Community and State Hospital report

The chair discusses care giving in New York, and fewer regulations allowing more flexible treatment approaches

By Jim Regan, PhD

I have been thinking about what to write for a few months now. As some of you may recall, in the last newsletter edition, I reinforced the concepts of evidenced based treatments and insuring the element of science as a guide for our work in the ever changing field of mental health. Here in New York it has been anything but business as usual, and to some degree the provision of care to the mentally ill is undergoing a fundamental change. It is now about Health Homes and care giving and, quite frankly, positioning to be included in the provision of care for the treatment of the mentally ill Medicaid population. Taking a step back to view the field, it appears to me to be a movement toward managed care packaged in an integrated, physical health and behavioral Health Home.
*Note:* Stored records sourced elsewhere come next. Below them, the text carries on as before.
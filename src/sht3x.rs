use embedded_hal::delay::DelayNs;
use log::debug;

use crate::bus::Bus;
use crate::crc::crc8;
use crate::error::{BusError, Error, Field, Result};

/// Address with the ADDR pin pulled high, used by the Grove SHT3x module.
pub const DEFAULT_ADDRESS: u16 = 0x45;
/// Address with the ADDR pin pulled low.
pub const ALTERNATE_ADDRESS: u16 = 0x44;

/// Single shot measurement, high repeatability, clock stretching disabled (command 0x2400).
const CMD_MEASURE_HIGH_REP: u8 = 0x24;
const CMD_MEASURE_HIGH_REP_ARG: u8 = 0x00;
/// Worst-case conversion time for high repeatability.
const MEASUREMENT_DURATION_MS: u32 = 16;
const READ_REGISTER: u8 = 0x00;
const FRAME_LEN: usize = 6;

/// Calibrated measurement returned by [`Sht3x::read`].
#[derive(Clone, Copy, Debug, PartialEq)]
pub struct Reading {
    /// Temperature in degrees Celsius.
    pub temperature: f32,
    /// Relative humidity in percent. Not clamped, may leave 0..=100 slightly at the extremes.
    pub relative_humidity: f32,
}

impl Reading {
    /// Converts raw 16-bit sensor words using the datasheet formulas.
    pub fn from_raw(temperature: u16, humidity: u16) -> Self {
        Reading {
            temperature: -45.0 + 175.0 * f32::from(temperature) / 65535.0,
            relative_humidity: 100.0 * f32::from(humidity) / 65535.0,
        }
    }

    pub fn fahrenheit(&self) -> f32 {
        self.temperature * 9.0 / 5.0 + 32.0
    }
}

/// The 6 bytes returned for one measurement:
/// `[temp MSB, temp LSB, temp CRC, humidity MSB, humidity LSB, humidity CRC]`.
#[derive(Clone, Copy, Debug, PartialEq, Eq)]
pub struct RawFrame([u8; FRAME_LEN]);

impl RawFrame {
    pub fn new(bytes: [u8; FRAME_LEN]) -> Self {
        RawFrame(bytes)
    }

    /// Checks both CRCs, temperature first, and returns the raw temperature and humidity words.
    pub fn validate(&self) -> Result<(u16, u16)> {
        let [t_msb, t_lsb, t_crc, h_msb, h_lsb, h_crc] = self.0;
        let temperature = checked_word([t_msb, t_lsb], t_crc, Field::Temperature)?;
        let humidity = checked_word([h_msb, h_lsb], h_crc, Field::Humidity)?;
        Ok((temperature, humidity))
    }

    pub fn to_reading(&self) -> Result<Reading> {
        let (temperature, humidity) = self.validate()?;
        Ok(Reading::from_raw(temperature, humidity))
    }
}

impl TryFrom<&[u8]> for RawFrame {
    type Error = BusError;

    fn try_from(data: &[u8]) -> std::result::Result<Self, BusError> {
        let bytes = <[u8; FRAME_LEN]>::try_from(data).map_err(|_| BusError::ShortTransfer {
            expected: FRAME_LEN,
            actual: data.len(),
        })?;
        Ok(RawFrame(bytes))
    }
}

fn checked_word(word: [u8; 2], received: u8, field: Field) -> Result<u16> {
    let expected = crc8(&word);
    if expected != received {
        return Err(Error::Checksum {
            field,
            expected,
            received,
        });
    }
    Ok(u16::from_be_bytes(word))
}

/// Driver for a Sensirion SHT3x sensor.
///
/// `read` takes `&mut self`, so one sensor never has two measurements in flight. If several
/// sensors share one bus the caller has to serialize access to it.
pub struct Sht3x<B, D> {
    bus: B,
    delay: D,
    address: u16,
}

impl<B, D> Sht3x<B, D>
where
    B: Bus,
    D: DelayNs,
{
    /// Creates a driver for a sensor at [`DEFAULT_ADDRESS`].
    pub fn new(bus: B, delay: D) -> Self {
        Self::with_address(bus, delay, DEFAULT_ADDRESS)
    }

    pub fn with_address(bus: B, delay: D, address: u16) -> Self {
        Sht3x {
            bus,
            delay,
            address,
        }
    }

    pub fn address(&self) -> u16 {
        self.address
    }

    /// Gives back the bus and delay provider.
    pub fn release(self) -> (B, D) {
        (self.bus, self.delay)
    }

    /// Triggers one measurement and returns it once both CRCs check out.
    ///
    /// Blocks for the full conversion time between the command and the read. Nothing is
    /// retried: a bus failure or CRC mismatch is returned as is and no partial reading is ever
    /// produced.
    pub fn read(&mut self) -> Result<Reading> {
        self.bus.write_command(
            self.address,
            CMD_MEASURE_HIGH_REP,
            &[CMD_MEASURE_HIGH_REP_ARG],
        )?;
        self.delay.delay_ms(MEASUREMENT_DURATION_MS);

        let data = self.bus.read_block(self.address, READ_REGISTER, FRAME_LEN)?;
        let frame = RawFrame::try_from(data.as_slice())?;
        debug!("sht3x {:#04x} raw frame {:02x?}", self.address, frame.0);

        frame.to_reading()
    }
}
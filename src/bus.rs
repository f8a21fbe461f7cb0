//! Raw write and read transactions addressed to a single device, on top of any
//! `i2c::BulkTransfer` implementation.

use i2c::{BulkTransfer, Master, Message};
use log::trace;

use crate::BusError;

/// Largest valid 7-bit device address.
pub const MAX_ADDRESS: u16 = 0x7f;

/// Byte-level transactions the sensor driver needs from the bus.
///
/// Each call is one complete I2C transaction and is never retried.
pub trait Bus {
    /// Sends `command` followed by `payload` to the device at `address`.
    fn write_command(&mut self, address: u16, command: u8, payload: &[u8])
        -> Result<(), BusError>;

    /// Selects `register` and reads back exactly `length` bytes in one combined transaction
    /// (repeated START between the two messages).
    fn read_block(&mut self, address: u16, register: u8, length: usize)
        -> Result<Vec<u8>, BusError>;
}

fn check_address(address: u16) -> Result<(), BusError> {
    if address > MAX_ADDRESS {
        return Err(BusError::InvalidAddress(address));
    }
    Ok(())
}

impl<T> Bus for T
where
    T: Master<Error = BusError> + BulkTransfer + ?Sized,
{
    fn write_command(
        &mut self,
        address: u16,
        command: u8,
        payload: &[u8],
    ) -> Result<(), BusError> {
        check_address(address)?;
        let mut data = Vec::with_capacity(payload.len() + 1);
        data.push(command);
        data.extend_from_slice(payload);
        trace!("write_command {:#04x}: {:02x?}", address, data);

        self.i2c_transfer(&mut [Message::Write {
            address,
            data: data.as_slice(),
            flags: Default::default(),
        }])
    }

    fn read_block(
        &mut self,
        address: u16,
        register: u8,
        length: usize,
    ) -> Result<Vec<u8>, BusError> {
        check_address(address)?;
        let mut data = vec![0u8; length];
        self.i2c_transfer(&mut [
            Message::Write {
                address,
                data: &[register],
                flags: Default::default(),
            },
            Message::Read {
                address,
                data: data.as_mut_slice(),
                flags: Default::default(),
            },
        ])?;
        trace!("read_block {:#04x}/{:#04x}: {:02x?}", address, register, data);
        Ok(data)
    }
}

#[cfg(test)]
pub mod mock {
    use super::*;
    use std::collections::VecDeque;
    use std::time::Instant;

    /// One message as seen on the wire, with the time the transfer carrying it started.
    #[derive(Debug, Clone, PartialEq, Eq)]
    pub enum Recorded {
        Write { address: u16, data: Vec<u8> },
        Read { address: u16, length: usize },
    }

    /// I2C master that logs every message and answers reads from a queue of scheduled
    /// responses. A read with nothing scheduled fails with `Nack`.
    #[derive(Default)]
    pub struct RecordingBus {
        pub messages: Vec<(Instant, Recorded)>,
        pub transfers: usize,
        responses: VecDeque<Result<Vec<u8>, BusError>>,
        write_failures: VecDeque<BusError>,
    }

    impl RecordingBus {
        pub fn new() -> Self {
            Self::default()
        }

        pub fn schedule_read(&mut self, data: &[u8]) {
            self.responses.push_back(Ok(data.into()));
        }

        pub fn schedule_read_error(&mut self, error: BusError) {
            self.responses.push_back(Err(error));
        }

        /// Makes the next transfer containing a write fail.
        pub fn fail_next_write(&mut self, error: BusError) {
            self.write_failures.push_back(error);
        }

        pub fn recorded(&self) -> Vec<Recorded> {
            self.messages.iter().map(|(_, m)| m.clone()).collect()
        }
    }

    impl Master for RecordingBus {
        type Error = BusError;
    }

    impl BulkTransfer for RecordingBus {
        fn i2c_transfer_support(&mut self) -> Result<(i2c::ReadFlags, i2c::WriteFlags), BusError> {
            Ok(Default::default())
        }

        fn i2c_transfer(&mut self, messages: &mut [Message]) -> Result<(), BusError> {
            self.transfers += 1;
            let now = Instant::now();
            for message in messages.iter_mut() {
                match message {
                    Message::Write { address, data, .. } => {
                        self.messages.push((
                            now,
                            Recorded::Write {
                                address: *address,
                                data: data.to_vec(),
                            },
                        ));
                        if let Some(error) = self.write_failures.pop_front() {
                            return Err(error);
                        }
                    }
                    Message::Read { address, data, .. } => {
                        self.messages.push((
                            now,
                            Recorded::Read {
                                address: *address,
                                length: data.len(),
                            },
                        ));
                        let response = self.responses.pop_front().unwrap_or(Err(BusError::Nack))?;
                        if response.len() != data.len() {
                            return Err(BusError::ShortTransfer {
                                expected: data.len(),
                                actual: response.len(),
                            });
                        }
                        data.copy_from_slice(&response);
                    }
                }
            }
            Ok(())
        }
    }
}
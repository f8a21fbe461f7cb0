use crate::{protocol, BusError};
use log::debug;
use rusb::{Device, DeviceHandle, GlobalContext, UsbContext};

/// An opened i2c-tiny-usb adapter, usable as an I2C master through `i2c::BulkTransfer` and
/// therefore as a [`crate::Bus`].
pub struct UsbAdapter<T: UsbContext> {
    device_handle: DeviceHandle<T>,
    supported_flags: (i2c::ReadFlags, i2c::WriteFlags),
}

/// Lists attached USB devices that identify as i2c-tiny-usb adapters.
pub fn devices() -> Result<Vec<Device<GlobalContext>>, BusError> {
    let mut found = Vec::new();
    for device in rusb::devices()?.iter() {
        let descriptor = device.device_descriptor()?;
        let id = (descriptor.vendor_id(), descriptor.product_id());
        if protocol::KNOWN_VENDOR_PRODUCT_IDS.contains(&id) {
            debug!(
                "found adapter {:04x}:{:04x} on bus {} address {}",
                id.0,
                id.1,
                device.bus_number(),
                device.address()
            );
            found.push(device);
        }
    }
    Ok(found)
}

impl<T: UsbContext> UsbAdapter<T> {
    pub fn open(device: &Device<T>) -> Result<Self, BusError> {
        let device_handle = device.open()?;
        device_handle.claim_interface(0)?;
        let supported_flags = protocol::probe(&device_handle)?;
        Ok(Self {
            device_handle,
            supported_flags,
        })
    }
}

impl UsbAdapter<GlobalContext> {
    /// Opens the only attached adapter. Fails if there are none or more than one.
    pub fn open_single_device() -> Result<Self, BusError> {
        let devs = devices()?;
        match devs.as_slice() {
            [] => Err(rusb::Error::NoDevice.into()),
            [device] => UsbAdapter::open(device),
            _ => Err(rusb::Error::Other.into()),
        }
    }
}

impl<T: UsbContext> i2c::Master for UsbAdapter<T> {
    type Error = BusError;
}

impl<T: UsbContext> i2c::BulkTransfer for UsbAdapter<T> {
    fn i2c_transfer_support(&mut self) -> Result<(i2c::ReadFlags, i2c::WriteFlags), BusError> {
        Ok(self.supported_flags)
    }

    fn i2c_transfer(&mut self, messages: &mut [i2c::Message]) -> Result<(), BusError> {
        protocol::transfer(&self.device_handle, messages)
    }
}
The good news is that along with the managed care approach should come some freedom from burdensome regulations that might allow for more flexible treatment approaches and those approaches have as their goal, improved client outcomes. These new flexible approaches will permit more innovative treatment. Last newsletter, I referenced the recent article by Kazdin and Blase (Rebooting Psychotherapy Research and Practice to Reduce the Burden of Mental Illness), in the January 2011 issue of Perspectives on Psychological Science. They discuss and describe a number of different venues that have clinical value that are not the traditional, one on one or small group approaches. Under the technologies framework they discuss the use of the internet, telephone, and smart phone. Use of atypical settings (the most common being the general practitioners office) are considered. In addition they address the concept of self help as well as help from trained but not Doctorate level individuals. The message here is clear; we need to continuously look toward reaching the large number of individuals who are currently symptomatic as well as those who are at risk for mental illness. In seems evident to me that we need to broaden our view on how to best engage and treat.